I just bought some today. I am willing to try anything! I am also doing the ginger juice regimen each morning.Basically, I want to try more natural remedies, since I know it's not good to be on medications long-term.


----------



## silver (Dec 21, 1999)

Hi RizelloI just wanted to let you know that I have been taking it (DGL licorice) for 4 days now and it seem to help a bit. I'm still taking zantac 150 mg at night but thats it. So this is still better than 80 mg of pantoloc (protonix)in my opinion.Good luck and please let me know if its helping you.


----------



## rizello (Mar 12, 2003)

Silver:thanks for response. I think there is some improvementwith DGL. I just got switched today from pepcid to zantac. the pepcid seemed to be drying me out.i'm thinking that with the ginger juice and dGL I might be able to go off the zantac in a while.


----------



## silver (Dec 21, 1999)

I hope you can Rizello, I'm taking zantac myself as the pepcid didnt seem to do much.I'm hoping to taper off the zantac too but my main problem is at night. So for now the DGL is helping during the day & I still take zantac before bed. Hope I can stop too but not holding my breath.


----------



## rizello (Mar 12, 2003)

I know it takes a while for new meds to work,but so far no change in my main symptom: the lump in throat. If that could go away, I would be thrilled.Sometimes it seems to dissipate a bit, but then my throat just feels so dried out.I'm tempted to stop taking the meds and see if just the DGL and ginger juice do the trick.


----------



## roger (Mar 26, 2003)

If you also have IBS and decide to try the DGL licorice for GERD you will need to be careful. I have both and have been taking 150 mg of Zantac (Ranitidine) twice a day. The DGL Licorice is sweetened with alcohol sugars. They include sorbitol, mannitol, xylitol, lactitol, maltitol, and others. I avoid all of these since they make my IBS symptoms much worse.







Good Luck!


----------



## rizello (Mar 12, 2003)

An update to post:I have been taking the Zantac for about 3 weeks now, same for DGL. I have also been taking the ginger juice for 4 weeks each morning.I can safely say that the symptoms are slowly improving. The lump in the throat is lessening, no heartburn. Of course I am also watching what I eat, only 1 cup of coffe a day, etc. I guess this thing takes months to beat, doesn't it?


----------



## overitnow (Nov 25, 2001)

It will take you less time to beat it than it took to get you there in the first place.

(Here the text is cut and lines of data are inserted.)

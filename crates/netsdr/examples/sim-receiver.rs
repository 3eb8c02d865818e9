//! Simulated receiver: acknowledges every control item and, on a start
//! command, streams a burst of 16-bit I/Q frames on DataItem0.
//!
//! Run with:
//!   cargo run --example sim-receiver -- 127.0.0.1:50000
//!
//! In another terminal:
//!   cargo run --features cli -- stream 127.0.0.1:50000 --count 20 --format pretty

use std::net::UdpSocket;

use netsdr::codec::{
    decode_slice, encode_control_item, encode_data_item_with_sequence, ControlItemCode,
    MessageType,
};

const FRAMES_PER_START: u16 = 64;
const SAMPLES_PER_FRAME: u16 = 240;

fn main() -> Result<(), Box<dyn std::error::Error>> {
    let addr = std::env::args()
        .nth(1)
        .unwrap_or_else(|| "127.0.0.1:50000".to_string());
    let socket = UdpSocket::bind(&addr)?;
    eprintln!("Listening on {}", socket.local_addr()?);

    let mut sequence: u16 = 0;
    let mut buf = [0u8; 2048];
    loop {
        let (n, client) = socket.recv_from(&mut buf)?;
        let frame = match decode_slice(&buf[..n]) {
            Ok(frame) => frame,
            Err(e) => {
                eprintln!("Ignoring {n} bytes from {client}: {e}");
                continue;
            }
        };
        eprintln!(
            "{} {} ({} bytes) from {client}",
            frame.msg_type,
            frame.item_code,
            frame.body.len()
        );

        let ack = encode_control_item(MessageType::Ack, frame.item_code, &frame.body)?;
        socket.send_to(&ack, client)?;

        let starting = frame.item_code == ControlItemCode::ReceiverState
            && frame.body.get(1) == Some(&0x02);
        if !starting {
            continue;
        }

        for _ in 0..FRAMES_PER_START {
            let body: Vec<u8> = (0..SAMPLES_PER_FRAME)
                .flat_map(|i| i.wrapping_mul(sequence.wrapping_add(1)).to_le_bytes())
                .collect();
            let data = encode_data_item_with_sequence(MessageType::DataItem0, sequence, &body)?;
            socket.send_to(&data, client)?;
            sequence = sequence.wrapping_add(1);
        }
    }
}
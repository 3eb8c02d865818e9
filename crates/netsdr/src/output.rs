use std::io::{IsTerminal, Write};
use std::time::{SystemTime, UNIX_EPOCH};

use clap::ValueEnum;
use comfy_table::{presets::UTF8_FULL, ContentArrangement, Table};
use netsdr_codec::{ControlItemCode, MessageType};
use netsdr_session::{StreamNotification, StreamOutcome, StreamStats};
use serde::Serialize;

#[derive(Clone, Debug, Copy, ValueEnum)]
pub enum OutputFormat {
    Json,
    Table,
    Pretty,
    Raw,
}

impl OutputFormat {
    pub fn default_for_stdout() -> Self {
        if std::io::stdout().is_terminal() {
            Self::Table
        } else {
            Self::Json
        }
    }
}

#[derive(Serialize)]
struct ReplyOutput<'a> {
    item: &'a str,
    item_code: u16,
    size: usize,
    body: String,
    timestamp: String,
}

pub fn print_reply(item_code: ControlItemCode, body: &[u8], format: OutputFormat) {
    let item = item_code.to_string();
    match format {
        OutputFormat::Json => {
            let out = ReplyOutput {
                item: &item,
                item_code: item_code.to_u16(),
                size: body.len(),
                body: hex(body),
                timestamp: now_unix_seconds(),
            };
            print_json(&out);
        }
        OutputFormat::Table => {
            let mut table = Table::new();
            table
                .load_preset(UTF8_FULL)
                .set_content_arrangement(ContentArrangement::Dynamic)
                .set_header(vec!["ITEM", "CODE", "SIZE", "BODY"])
                .add_row(vec![
                    item,
                    format!("0x{:04X}", item_code.to_u16()),
                    body.len().to_string(),
                    hex(body),
                ]);
            println!("{table}");
        }
        OutputFormat::Pretty => {
            println!(
                "item={} code=0x{:04X} size={} body={}",
                item,
                item_code.to_u16(),
                body.len(),
                hex(body)
            );
        }
        OutputFormat::Raw => print_raw(body),
    }
}

#[derive(Serialize)]
struct NotificationOutput<'a> {
    stream: &'a str,
    sequence: u16,
    samples: Option<usize>,
    gap_expected: Option<u16>,
    gap_missing: Option<u16>,
    error: Option<String>,
}

/// One line per notification; table output prints the same lines as pretty.
pub fn print_notification(notification: &StreamNotification, format: OutputFormat) {
    let (samples, error) = match &notification.outcome {
        StreamOutcome::Samples(samples) => (Some(samples.len()), None),
        StreamOutcome::DecodeFailed(err) => (None, Some(err.to_string())),
    };

    match format {
        OutputFormat::Json => {
            let out = NotificationOutput {
                stream: notification.stream.name(),
                sequence: notification.sequence,
                samples,
                gap_expected: notification.gap.map(|gap| gap.expected),
                gap_missing: notification.gap.map(|gap| gap.missing()),
                error,
            };
            print_json(&out);
        }
        OutputFormat::Table | OutputFormat::Pretty => {
            let mut line = format!(
                "stream={} seq={}",
                notification.stream, notification.sequence
            );
            if let Some(count) = samples {
                line.push_str(&format!(" samples={count}"));
            }
            if let Some(gap) = notification.gap {
                line.push_str(&format!(
                    " gap=expected:{},actual:{}",
                    gap.expected, gap.actual
                ));
            }
            if let Some(error) = error {
                line.push_str(&format!(" error=\"{error}\""));
            }
            println!("{line}");
        }
        OutputFormat::Raw => {
            if let Some(samples) = notification.samples() {
                let bytes: Vec<u8> = samples.iter().flat_map(|s| s.to_le_bytes()).collect();
                print_raw(&bytes);
            }
        }
    }
}

#[derive(Serialize)]
struct StatsOutput<'a> {
    stream: &'a str,
    frames: u64,
    samples: u64,
    gaps: u64,
    dropped: u64,
    decode_failures: u64,
}

pub fn print_stats(stream: MessageType, stats: &StreamStats, format: OutputFormat) {
    match format {
        OutputFormat::Json => {
            let out = StatsOutput {
                stream: stream.name(),
                frames: stats.frames,
                samples: stats.samples,
                gaps: stats.gaps,
                dropped: stats.dropped,
                decode_failures: stats.decode_failures,
            };
            print_json(&out);
        }
        OutputFormat::Table => {
            let mut table = Table::new();
            table
                .load_preset(UTF8_FULL)
                .set_content_arrangement(ContentArrangement::Dynamic)
                .set_header(vec!["STREAM", "FRAMES", "SAMPLES", "GAPS", "DROPPED", "DECODE FAILURES"])
                .add_row(vec![
                    stream.name().to_string(),
                    stats.frames.to_string(),
                    stats.samples.to_string(),
                    stats.gaps.to_string(),
                    stats.dropped.to_string(),
                    stats.decode_failures.to_string(),
                ]);
            println!("{table}");
        }
        OutputFormat::Pretty => {
            println!(
                "stream={} frames={} samples={} gaps={} dropped={} decode_failures={}",
                stream, stats.frames, stats.samples, stats.gaps, stats.dropped, stats.decode_failures
            );
        }
        OutputFormat::Raw => {}
    }
}

pub fn print_raw(data: &[u8]) {
    let mut out = std::io::stdout();
    let _ = out.write_all(data);
    let _ = out.flush();
}

fn print_json<T: Serialize>(value: &T) {
    println!(
        "{}",
        serde_json::to_string(value).unwrap_or_else(|_| "{}".to_string())
    );
}

pub fn hex(data: &[u8]) -> String {
    data.iter().map(|byte| format!("{byte:02x}")).collect()
}

fn now_unix_seconds() -> String {
    SystemTime::now()
        .duration_since(UNIX_EPOCH)
        .map(|d| d.as_secs().to_string())
        .unwrap_or_else(|_| "0".to_string())
}
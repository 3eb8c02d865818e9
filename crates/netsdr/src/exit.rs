use std::fmt;
use std::io;

use netsdr_codec::EncodeError;
use netsdr_session::SessionError;
use netsdr_transport::TransportError;

// Exit codes follow the sysexits/timeout(1) conventions.
pub const SUCCESS: i32 = 0;
pub const FAILURE: i32 = 1;
pub const TRANSPORT_ERROR: i32 = 3;
pub const PERMISSION_DENIED: i32 = 50;
pub const DATA_INVALID: i32 = 60;
pub const USAGE: i32 = 64;
pub const TIMEOUT: i32 = 124;
pub const INTERNAL: i32 = 125;

pub type CliResult<T> = Result<T, CliError>;

#[derive(Debug)]
pub struct CliError {
    pub code: i32,
    pub message: String,
}

impl CliError {
    pub fn new(code: i32, message: impl Into<String>) -> Self {
        Self {
            code,
            message: message.into(),
        }
    }

    pub fn usage(message: impl Into<String>) -> Self {
        Self::new(USAGE, message)
    }
}

impl fmt::Display for CliError {
    fn fmt(&self, f: &mut fmt::Formatter<'_>) -> fmt::Result {
        write!(f, "{}", self.message)
    }
}

impl std::error::Error for CliError {}

pub fn io_error(context: &str, err: io::Error) -> CliError {
    let code = match err.kind() {
        io::ErrorKind::PermissionDenied => PERMISSION_DENIED,
        io::ErrorKind::TimedOut | io::ErrorKind::WouldBlock => TIMEOUT,
        io::ErrorKind::AddrInUse | io::ErrorKind::AddrNotAvailable => TRANSPORT_ERROR,
        io::ErrorKind::ConnectionRefused => FAILURE,
        _ => INTERNAL,
    };
    CliError::new(code, format!("{context}: {err}"))
}

pub fn transport_error(context: &str, err: TransportError) -> CliError {
    match err {
        TransportError::Bind { source, .. } | TransportError::Connect { source, .. } => {
            CliError::new(TRANSPORT_ERROR, format!("{context}: {source}"))
        }
        TransportError::Io(source) => io_error(context, source),
        other => CliError::new(TRANSPORT_ERROR, format!("{context}: {other}")),
    }
}

pub fn encode_error(context: &str, err: EncodeError) -> CliError {
    CliError::new(DATA_INVALID, format!("{context}: {err}"))
}

pub fn session_error(context: &str, err: SessionError) -> CliError {
    match err {
        SessionError::Timeout { .. } => CliError::new(TIMEOUT, format!("{context}: {err}")),
        SessionError::Encode(err) => encode_error(context, err),
        SessionError::Transport(err) => transport_error(context, err),
        SessionError::ConnectionLost(_) => {
            CliError::new(TRANSPORT_ERROR, format!("{context}: {err}"))
        }
        SessionError::InvalidCommand(_) | SessionError::Config(_) => {
            CliError::new(USAGE, format!("{context}: {err}"))
        }
        SessionError::Json(_) => CliError::new(DATA_INVALID, format!("{context}: {err}")),
        SessionError::Io(source) => io_error(context, source),
        SessionError::SessionBusy { .. } | SessionError::Cancelled => {
            CliError::new(FAILURE, format!("{context}: {err}"))
        }
    }
}
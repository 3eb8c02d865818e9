//! Single-flight command correlation.

use std::time::Duration;

use bytes::Bytes;
use netsdr_codec::{encode_control_item, ControlItemCode, Frame, MessageType};
use tokio::time::Instant;
use tracing::{debug, warn};

use crate::error::{Result, SessionError};

/// Where the command pipeline stands.
#[derive(Debug, Clone, Copy, PartialEq, Eq)]
pub enum SessionState {
    Idle,
    AwaitingResponse {
        item_code: ControlItemCode,
        msg_type: MessageType,
        deadline: Instant,
    },
}

/// What happened to an inbound frame offered to the session.
#[derive(Debug, Clone, PartialEq, Eq)]
pub enum FrameDisposition {
    /// The pending command completed with this body.
    Resolved(Bytes),
    /// A control frame for a different item; the wait goes on.
    Mismatched,
    /// A control frame while nothing was pending.
    Unsolicited,
    /// A data-item frame; never a response.
    NotControl,
}

/// Request/response state machine for control items.
///
/// At most one command is in flight. The session never performs I/O: it
/// hands back encoded frames and consumes decoded ones, the dispatcher moves
/// bytes and time.
#[derive(Debug)]
pub struct CommandSession {
    state: SessionState,
    timeout: Duration,
}

impl CommandSession {
    pub fn new(timeout: Duration) -> Self {
        Self {
            state: SessionState::Idle,
            timeout,
        }
    }

    pub fn state(&self) -> SessionState {
        self.state
    }

    pub fn is_idle(&self) -> bool {
        self.state == SessionState::Idle
    }

    pub fn timeout(&self) -> Duration {
        self.timeout
    }

    /// Deadline of the pending command, if any.
    pub fn deadline(&self) -> Option<Instant> {
        match self.state {
            SessionState::Idle => None,
            SessionState::AwaitingResponse { deadline, .. } => Some(deadline),
        }
    }

    /// Item code of the pending command, if any.
    pub fn pending_item(&self) -> Option<ControlItemCode> {
        match self.state {
            SessionState::Idle => None,
            SessionState::AwaitingResponse { item_code, .. } => Some(item_code),
        }
    }

    /// Encode a `SetControlItem` frame and start waiting for its response.
    ///
    /// Fails with `SessionBusy` unless idle, and with `Encode` when the frame
    /// is too large; the state is unchanged in both cases.
    pub fn begin(&mut self, item_code: ControlItemCode, payload: &[u8], now: Instant) -> Result<Bytes> {
        if let Some(pending) = self.pending_item() {
            return Err(SessionError::SessionBusy { pending });
        }

        let frame = encode_control_item(MessageType::SetControlItem, item_code, payload)?;
        self.state = SessionState::AwaitingResponse {
            item_code,
            msg_type: MessageType::SetControlItem,
            deadline: now + self.timeout,
        };
        debug!(%item_code, len = frame.len(), "command started");
        Ok(frame)
    }

    /// Offer an inbound frame. Only a control frame carrying the pending item
    /// code resolves the command; the deadline is never extended.
    pub fn on_frame(&mut self, frame: &Frame) -> FrameDisposition {
        if frame.msg_type.is_data_item() {
            return FrameDisposition::NotControl;
        }

        match self.state {
            SessionState::Idle => {
                debug!(
                    msg_type = %frame.msg_type,
                    item_code = %frame.item_code,
                    "discarding unsolicited control frame"
                );
                FrameDisposition::Unsolicited
            }
            SessionState::AwaitingResponse { item_code, .. } if item_code == frame.item_code => {
                self.state = SessionState::Idle;
                debug!(%item_code, msg_type = %frame.msg_type, "command resolved");
                FrameDisposition::Resolved(frame.body.clone())
            }
            SessionState::AwaitingResponse { item_code, .. } => {
                warn!(
                    expected = %item_code,
                    received = %frame.item_code,
                    msg_type = %frame.msg_type,
                    "discarding control frame for another item"
                );
                FrameDisposition::Mismatched
            }
        }
    }

    /// Give up on the pending command if its deadline has passed.
    pub fn expire(&mut self, now: Instant) -> Option<ControlItemCode> {
        match self.state {
            SessionState::AwaitingResponse {
                item_code,
                deadline,
                ..
            } if now >= deadline => {
                self.state = SessionState::Idle;
                debug!(%item_code, "command timed out");
                Some(item_code)
            }
            _ => None,
        }
    }

    /// Drop the pending command (cancellation, connection loss).
    pub fn abandon(&mut self) -> Option<ControlItemCode> {
        let pending = self.pending_item();
        self.state = SessionState::Idle;
        pending
    }
}

#[cfg(test)]
mod tests {
    use netsdr_codec::{decode, encode_control_item, encode_data_item_with_sequence};

    use super::*;

    const TIMEOUT: Duration = Duration::from_millis(500);

    fn reply(msg_type: MessageType, item_code: ControlItemCode, body: &[u8]) -> Frame {
        decode(encode_control_item(msg_type, item_code, body).unwrap()).unwrap()
    }

    #[test]
    fn begin_encodes_set_control_item() {
        let mut session = CommandSession::new(TIMEOUT);
        let now = Instant::now();
        let wire = session
            .begin(ControlItemCode::ReceiverState, &[0x80, 0x02, 0x01, 0x01], now)
            .unwrap();

        let frame = decode(wire).unwrap();
        assert_eq!(frame.msg_type, MessageType::SetControlItem);
        assert_eq!(frame.item_code, ControlItemCode::ReceiverState);
        assert_eq!(frame.body.as_ref(), &[0x80, 0x02, 0x01, 0x01]);

        assert_eq!(
            session.state(),
            SessionState::AwaitingResponse {
                item_code: ControlItemCode::ReceiverState,
                msg_type: MessageType::SetControlItem,
                deadline: now + TIMEOUT,
            }
        );
    }

    #[test]
    fn matching_ack_resolves() {
        let mut session = CommandSession::new(TIMEOUT);
        session
            .begin(ControlItemCode::ReceiverState, b"", Instant::now())
            .unwrap();

        let disposition =
            session.on_frame(&reply(MessageType::Ack, ControlItemCode::ReceiverState, b"ok"));
        assert_eq!(disposition, FrameDisposition::Resolved(Bytes::from_static(b"ok")));
        assert!(session.is_idle());
    }

    #[test]
    fn current_control_item_also_resolves() {
        let mut session = CommandSession::new(TIMEOUT);
        session
            .begin(ControlItemCode::RFFilter, &[0x0B], Instant::now())
            .unwrap();

        let disposition = session.on_frame(&reply(
            MessageType::CurrentControlItem,
            ControlItemCode::RFFilter,
            &[0x0B],
        ));
        assert!(matches!(disposition, FrameDisposition::Resolved(_)));
    }

    #[test]
    fn busy_while_awaiting() {
        let mut session = CommandSession::new(TIMEOUT);
        session
            .begin(ControlItemCode::ReceiverState, b"", Instant::now())
            .unwrap();

        let err = session
            .begin(ControlItemCode::RFFilter, b"", Instant::now())
            .unwrap_err();
        assert!(matches!(
            err,
            SessionError::SessionBusy {
                pending: ControlItemCode::ReceiverState
            }
        ));
        assert_eq!(session.pending_item(), Some(ControlItemCode::ReceiverState));
    }

    #[test]
    fn oversized_command_leaves_session_idle() {
        let mut session = CommandSession::new(TIMEOUT);
        let err = session
            .begin(ControlItemCode::RFFilter, &vec![0u8; 8200], Instant::now())
            .unwrap_err();
        assert!(matches!(err, SessionError::Encode(_)));
        assert!(session.is_idle());
    }

    #[test]
    fn mismatched_item_keeps_waiting_and_deadline() {
        let mut session = CommandSession::new(TIMEOUT);
        let now = Instant::now();
        session.begin(ControlItemCode::ReceiverState, b"", now).unwrap();

        let disposition = session.on_frame(&reply(MessageType::Ack, ControlItemCode::RFFilter, b""));
        assert_eq!(disposition, FrameDisposition::Mismatched);
        assert_eq!(session.deadline(), Some(now + TIMEOUT));
    }

    #[test]
    fn data_frames_never_match() {
        let mut session = CommandSession::new(TIMEOUT);
        session
            .begin(ControlItemCode::None, b"", Instant::now())
            .unwrap();

        let data = decode(encode_data_item_with_sequence(MessageType::DataItem0, 1, &[0, 0]).unwrap())
            .unwrap();
        assert_eq!(data.item_code, ControlItemCode::None);
        assert_eq!(session.on_frame(&data), FrameDisposition::NotControl);
        assert!(!session.is_idle());
    }

    #[test]
    fn idle_session_discards_replies() {
        let mut session = CommandSession::new(TIMEOUT);
        let disposition =
            session.on_frame(&reply(MessageType::Ack, ControlItemCode::ReceiverState, b""));
        assert_eq!(disposition, FrameDisposition::Unsolicited);
    }

    #[test]
    fn expire_only_after_deadline() {
        let mut session = CommandSession::new(TIMEOUT);
        let now = Instant::now();
        session.begin(ControlItemCode::ReceiverState, b"", now).unwrap();

        assert_eq!(session.expire(now + TIMEOUT / 2), None);
        assert!(!session.is_idle());

        assert_eq!(
            session.expire(now + TIMEOUT),
            Some(ControlItemCode::ReceiverState)
        );
        assert!(session.is_idle());

        session
            .begin(ControlItemCode::ReceiverState, b"", now + TIMEOUT)
            .unwrap();
    }

    #[test]
    fn abandon_returns_to_idle() {
        let mut session = CommandSession::new(TIMEOUT);
        assert_eq!(session.abandon(), None);

        session
            .begin(ControlItemCode::ReceiverFrequency, b"", Instant::now())
            .unwrap();
        assert_eq!(session.abandon(), Some(ControlItemCode::ReceiverFrequency));
        assert!(session.is_idle());

        let late = reply(MessageType::Ack, ControlItemCode::ReceiverFrequency, b"");
        assert_eq!(session.on_frame(&late), FrameDisposition::Unsolicited);
    }
}
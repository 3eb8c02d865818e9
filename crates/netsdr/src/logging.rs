use clap::ValueEnum;
use tracing::level_filters::LevelFilter;
use tracing_subscriber::EnvFilter;

/// Environment variable that overrides `--log-level` when set.
pub const LOG_ENV: &str = "NETSDR_LOG";

/// Targets `--log-level` applies to. Everything else logs at `warn`.
const NETSDR_TARGETS: [&str; 4] = ["netsdr", "netsdr_codec", "netsdr_transport", "netsdr_session"];

#[derive(Copy, Clone, Debug, ValueEnum)]
pub enum LogFormat {
    Text,
    Json,
}

#[derive(Copy, Clone, Debug, ValueEnum)]
pub enum LogLevel {
    Error,
    Warn,
    Info,
    /// Adds command and stream-width changes.
    Debug,
    /// Adds per-frame routing.
    Trace,
}

impl LogLevel {
    pub fn as_filter(self) -> LevelFilter {
        match self {
            LogLevel::Error => LevelFilter::ERROR,
            LogLevel::Warn => LevelFilter::WARN,
            LogLevel::Info => LevelFilter::INFO,
            LogLevel::Debug => LevelFilter::DEBUG,
            LogLevel::Trace => LevelFilter::TRACE,
        }
    }

    /// Filter directives for this level, e.g. `warn,netsdr=info,...`.
    pub fn directives(self) -> String {
        let level = self.as_filter();
        let base = level.min(LevelFilter::WARN);
        NETSDR_TARGETS
            .iter()
            .fold(base.to_string(), |mut acc, target| {
                acc.push_str(&format!(",{target}={level}"));
                acc
            })
    }
}

fn env_filter(level: LogLevel) -> EnvFilter {
    EnvFilter::try_from_env(LOG_ENV).unwrap_or_else(|_| EnvFilter::new(level.directives()))
}

pub fn init_logging(format: LogFormat, level: LogLevel) {
    let builder = tracing_subscriber::fmt()
        .with_writer(std::io::stderr)
        .with_env_filter(env_filter(level))
        .with_ansi(false)
        .with_target(false);

    match format {
        LogFormat::Text => {
            let _ = builder.try_init();
        }
        LogFormat::Json => {
            let _ = builder.json().try_init();
        }
    }
}
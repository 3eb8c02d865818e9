//! Frame-oriented transports for the NetSDR protocol.
//!
//! A transport delivers whole frames: the boundary of every buffer handed to
//! the codec is decided here, never by the protocol's header length field.
//! - [`UdpTransport`]: one datagram is one frame
//! - [`MemoryTransport`]: connected in-process endpoints, used by test doubles
//!
//! Both split into a [`FrameSink`] and a [`FrameSource`] so that sending and
//! receiving can live in the same task without borrowing conflicts.

pub mod error;
pub mod memory;
pub mod traits;
pub mod udp;

pub use error::{Result, TransportError};
pub use memory::{MemorySink, MemorySource, MemoryTransport};
pub use traits::{FrameSink, FrameSource, Transport};
pub use udp::{
    UdpSink, UdpSource, UdpTransport, DEFAULT_CONTROL_PORT, DEFAULT_DATA_PORT, MAX_DATAGRAM_SIZE,
};
use std::path::Path;

use netsdr_codec::MessageType;
use netsdr_session::{Connection, SessionConfig, SessionHandle};
use tokio_util::sync::CancellationToken;
use tracing::{info, warn};

use crate::cmd::{runtime, StreamArgs};
use crate::exit::{session_error, CliError, CliResult, FAILURE, SUCCESS};
use crate::output::{print_notification, print_stats, OutputFormat};

pub fn run(args: StreamArgs, format: OutputFormat, config_path: Option<&Path>) -> CliResult<i32> {
    let config = args.connect.session_config(config_path)?;
    runtime()?.block_on(stream(&args, &config, format))
}

async fn stream(args: &StreamArgs, config: &SessionConfig, format: OutputFormat) -> CliResult<i32> {
    let Connection {
        handle,
        mut notifications,
        dispatcher,
    } = args.connect.connect(config).await?;

    if !args.no_start {
        handle
            .start_iq(args.capture)
            .await
            .map_err(|err| session_error("start failed", err))?;
        info!(capture = %args.capture, "streaming started");
    }

    let shutdown = CancellationToken::new();
    tokio::spawn(watch_ctrl_c(shutdown.clone()));

    let mut printed = 0usize;
    let ended = loop {
        tokio::select! {
            _ = shutdown.cancelled() => break false,
            notification = notifications.recv() => {
                let Some(notification) = notification else {
                    break true;
                };
                print_notification(&notification, format);
                printed = printed.saturating_add(1);
                if args.count.is_some_and(|count| printed >= count) {
                    break false;
                }
            }
        }
    };

    if ended {
        return match dispatcher.await {
            Ok(Err(err)) => Err(session_error("stream ended", err)),
            _ => Err(CliError::new(FAILURE, "stream ended")),
        };
    }

    report_stats(&handle, format).await;
    if !args.no_start {
        if let Err(err) = handle.stop_iq().await {
            warn!(%err, "stop command failed");
        }
    }

    Ok(SUCCESS)
}

async fn watch_ctrl_c(shutdown: CancellationToken) {
    if tokio::signal::ctrl_c().await.is_ok() {
        info!("interrupted, stopping stream");
        shutdown.cancel();
    }
}

async fn report_stats(handle: &SessionHandle, format: OutputFormat) {
    match handle.stream_stats(MessageType::DataItem0).await {
        Ok(stats) => {
            info!(
                frames = stats.frames,
                samples = stats.samples,
                gaps = stats.gaps,
                dropped = stats.dropped,
                decode_failures = stats.decode_failures,
                "stream summary"
            );
            if matches!(format, OutputFormat::Table) {
                print_stats(MessageType::DataItem0, &stats, format);
            }
        }
        Err(err) => warn!(%err, "stream stats unavailable"),
    }
}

And you are still going to live through that time period whether you are taking these things or not. Keep posting.Mark


----------



## Linda mac (Feb 24, 2002)

I take Prevacid as required, Used to be daily, but the improvement on Prevacid has been remarkable. I am basically symptom free. Good point about the sugars in the Licorice, not only did they make my IBS-D worse, but my blood sugars went through the roof. I'm Type II diabetic which I am trying (and so far succeeding) to control through diet and exercise alone. Being insulin resistant is a real b***h, it really complicates things that are too complicated already.If I eat to control the diabetes and weight control, my IBS-D kicks in with a vengeance, if I eat to control my IBS my weight goes up...what's a girl to do!Luilu


----------